Task requirements: For the material below, output exactly the span from the line with "driven.scale = source_driven.scale;" to the line with "for (bone_name, delta)", including both, and nothing besides.

Source records:

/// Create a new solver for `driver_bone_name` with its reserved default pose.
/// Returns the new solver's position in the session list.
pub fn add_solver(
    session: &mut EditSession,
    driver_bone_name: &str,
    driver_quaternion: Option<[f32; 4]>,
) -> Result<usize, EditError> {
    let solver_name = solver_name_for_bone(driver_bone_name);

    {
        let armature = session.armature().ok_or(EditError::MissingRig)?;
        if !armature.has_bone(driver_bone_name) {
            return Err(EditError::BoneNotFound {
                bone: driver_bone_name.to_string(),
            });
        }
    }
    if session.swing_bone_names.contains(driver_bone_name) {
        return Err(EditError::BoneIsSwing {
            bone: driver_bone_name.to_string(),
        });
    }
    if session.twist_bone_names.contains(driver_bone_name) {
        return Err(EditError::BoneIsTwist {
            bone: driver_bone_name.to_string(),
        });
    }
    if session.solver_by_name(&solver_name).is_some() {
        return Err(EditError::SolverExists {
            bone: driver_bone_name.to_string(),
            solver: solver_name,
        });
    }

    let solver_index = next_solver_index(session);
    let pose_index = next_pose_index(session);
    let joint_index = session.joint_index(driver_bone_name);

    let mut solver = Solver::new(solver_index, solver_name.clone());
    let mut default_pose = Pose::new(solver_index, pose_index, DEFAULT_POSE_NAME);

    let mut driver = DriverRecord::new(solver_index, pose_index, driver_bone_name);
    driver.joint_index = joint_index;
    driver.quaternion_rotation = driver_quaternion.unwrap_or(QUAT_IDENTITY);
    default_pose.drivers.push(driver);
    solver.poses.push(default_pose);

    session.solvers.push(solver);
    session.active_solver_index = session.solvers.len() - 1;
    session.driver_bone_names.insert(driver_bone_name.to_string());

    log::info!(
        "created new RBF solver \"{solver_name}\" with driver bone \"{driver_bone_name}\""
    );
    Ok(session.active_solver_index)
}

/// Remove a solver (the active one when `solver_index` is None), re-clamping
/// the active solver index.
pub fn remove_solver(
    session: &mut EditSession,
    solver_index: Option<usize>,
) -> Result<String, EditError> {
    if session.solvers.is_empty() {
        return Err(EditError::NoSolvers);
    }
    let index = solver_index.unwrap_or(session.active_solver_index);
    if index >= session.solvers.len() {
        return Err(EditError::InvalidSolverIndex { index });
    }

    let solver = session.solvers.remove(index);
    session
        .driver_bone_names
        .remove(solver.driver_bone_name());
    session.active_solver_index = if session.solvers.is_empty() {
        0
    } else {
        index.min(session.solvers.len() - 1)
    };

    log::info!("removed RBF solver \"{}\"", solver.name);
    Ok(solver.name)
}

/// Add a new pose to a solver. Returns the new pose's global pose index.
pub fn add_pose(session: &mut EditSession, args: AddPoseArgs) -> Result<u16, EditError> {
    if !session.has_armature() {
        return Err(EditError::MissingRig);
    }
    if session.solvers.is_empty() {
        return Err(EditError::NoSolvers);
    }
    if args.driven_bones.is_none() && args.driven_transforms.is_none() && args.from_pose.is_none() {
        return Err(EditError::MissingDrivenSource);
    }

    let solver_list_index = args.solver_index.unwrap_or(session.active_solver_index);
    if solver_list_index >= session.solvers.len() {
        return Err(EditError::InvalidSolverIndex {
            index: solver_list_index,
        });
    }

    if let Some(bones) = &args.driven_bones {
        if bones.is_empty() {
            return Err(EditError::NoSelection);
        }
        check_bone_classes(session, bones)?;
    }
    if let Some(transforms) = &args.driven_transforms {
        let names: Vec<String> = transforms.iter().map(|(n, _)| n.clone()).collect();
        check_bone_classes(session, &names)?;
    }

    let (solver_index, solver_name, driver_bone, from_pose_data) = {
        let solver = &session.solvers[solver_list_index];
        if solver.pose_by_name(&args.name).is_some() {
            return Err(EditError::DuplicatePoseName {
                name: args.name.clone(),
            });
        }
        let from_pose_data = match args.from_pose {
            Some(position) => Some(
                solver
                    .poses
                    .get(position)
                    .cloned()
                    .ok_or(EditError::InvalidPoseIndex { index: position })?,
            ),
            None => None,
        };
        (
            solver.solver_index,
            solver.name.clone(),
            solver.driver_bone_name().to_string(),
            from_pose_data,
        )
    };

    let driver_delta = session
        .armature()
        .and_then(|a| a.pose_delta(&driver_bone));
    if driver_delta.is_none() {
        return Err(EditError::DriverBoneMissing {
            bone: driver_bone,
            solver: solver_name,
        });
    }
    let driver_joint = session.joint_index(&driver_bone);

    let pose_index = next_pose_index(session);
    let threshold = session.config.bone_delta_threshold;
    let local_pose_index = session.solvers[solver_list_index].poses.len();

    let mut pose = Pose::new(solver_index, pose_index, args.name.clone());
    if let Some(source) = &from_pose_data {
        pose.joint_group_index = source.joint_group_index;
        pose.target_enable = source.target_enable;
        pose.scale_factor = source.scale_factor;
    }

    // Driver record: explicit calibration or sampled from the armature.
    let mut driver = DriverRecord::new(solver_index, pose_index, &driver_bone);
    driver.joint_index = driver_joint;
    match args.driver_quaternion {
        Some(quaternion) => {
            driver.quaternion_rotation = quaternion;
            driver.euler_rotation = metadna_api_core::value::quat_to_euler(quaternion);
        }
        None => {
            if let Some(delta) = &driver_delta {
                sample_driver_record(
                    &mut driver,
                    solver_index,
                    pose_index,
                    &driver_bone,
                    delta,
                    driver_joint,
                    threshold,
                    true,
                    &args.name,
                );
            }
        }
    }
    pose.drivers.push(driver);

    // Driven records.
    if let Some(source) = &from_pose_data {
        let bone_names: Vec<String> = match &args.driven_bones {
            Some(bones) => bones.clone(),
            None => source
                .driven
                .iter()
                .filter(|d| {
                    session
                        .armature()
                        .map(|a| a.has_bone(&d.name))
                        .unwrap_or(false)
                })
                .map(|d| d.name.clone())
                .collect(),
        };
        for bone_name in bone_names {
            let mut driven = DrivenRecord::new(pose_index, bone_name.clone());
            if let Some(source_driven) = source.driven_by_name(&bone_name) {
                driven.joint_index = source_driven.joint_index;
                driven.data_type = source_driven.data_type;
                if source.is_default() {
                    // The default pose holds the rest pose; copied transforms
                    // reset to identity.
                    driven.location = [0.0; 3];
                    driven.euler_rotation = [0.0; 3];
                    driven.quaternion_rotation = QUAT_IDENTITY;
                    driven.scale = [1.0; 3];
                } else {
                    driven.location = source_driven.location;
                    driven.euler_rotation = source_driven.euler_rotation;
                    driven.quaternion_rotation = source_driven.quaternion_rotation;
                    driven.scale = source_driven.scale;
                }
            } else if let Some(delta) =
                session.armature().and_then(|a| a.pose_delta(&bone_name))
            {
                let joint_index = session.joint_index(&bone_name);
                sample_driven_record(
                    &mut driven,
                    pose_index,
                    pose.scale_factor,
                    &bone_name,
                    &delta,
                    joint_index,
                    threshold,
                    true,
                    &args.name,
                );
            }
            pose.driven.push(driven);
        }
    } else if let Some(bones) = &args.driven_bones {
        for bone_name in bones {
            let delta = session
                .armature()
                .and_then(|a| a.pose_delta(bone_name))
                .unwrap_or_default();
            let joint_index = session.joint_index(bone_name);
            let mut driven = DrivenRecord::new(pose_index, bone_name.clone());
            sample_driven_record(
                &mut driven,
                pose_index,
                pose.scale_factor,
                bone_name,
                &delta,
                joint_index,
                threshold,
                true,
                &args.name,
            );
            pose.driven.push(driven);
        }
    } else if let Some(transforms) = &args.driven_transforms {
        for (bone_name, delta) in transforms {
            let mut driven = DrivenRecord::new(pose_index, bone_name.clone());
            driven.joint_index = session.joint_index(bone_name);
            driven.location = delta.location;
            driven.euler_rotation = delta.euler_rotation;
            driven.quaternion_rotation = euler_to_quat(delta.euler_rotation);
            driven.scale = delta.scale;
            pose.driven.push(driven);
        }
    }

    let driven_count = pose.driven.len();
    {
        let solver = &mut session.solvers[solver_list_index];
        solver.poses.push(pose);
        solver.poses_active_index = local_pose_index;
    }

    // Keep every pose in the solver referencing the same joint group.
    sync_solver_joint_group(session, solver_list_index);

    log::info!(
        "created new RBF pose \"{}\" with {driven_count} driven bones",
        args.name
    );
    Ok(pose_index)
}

Reply:
                    driven.scale = source_driven.scale;
                }
            } else if let Some(delta) =
                session.armature().and_then(|a| a.pose_delta(&bone_name))
            {
                let joint_index = session.joint_index(&bone_name);
                sample_driven_record(
                    &mut driven,
                    pose_index,
                    pose.scale_factor,
                    &bone_name,
                    &delta,
                    joint_index,
                    threshold,
                    true,
                    &args.name,
                );
            }
            pose.driven.push(driven);
        }
    } else if let Some(bones) = &args.driven_bones {
        for bone_name in bones {
            let delta = session
                .armature()
                .and_then(|a| a.pose_delta(bone_name))
                .unwrap_or_default();
            let joint_index = session.joint_index(bone_name);
            let mut driven = DrivenRecord::new(pose_index, bone_name.clone());
            sample_driven_record(
                &mut driven,
                pose_index,
                pose.scale_factor,
                bone_name,
                &delta,
                joint_index,
                threshold,
                true,
                &args.name,
            );
            pose.driven.push(driven);
        }
    } else if let Some(transforms) = &args.driven_transforms {
        for (bone_name, delta) in transforms {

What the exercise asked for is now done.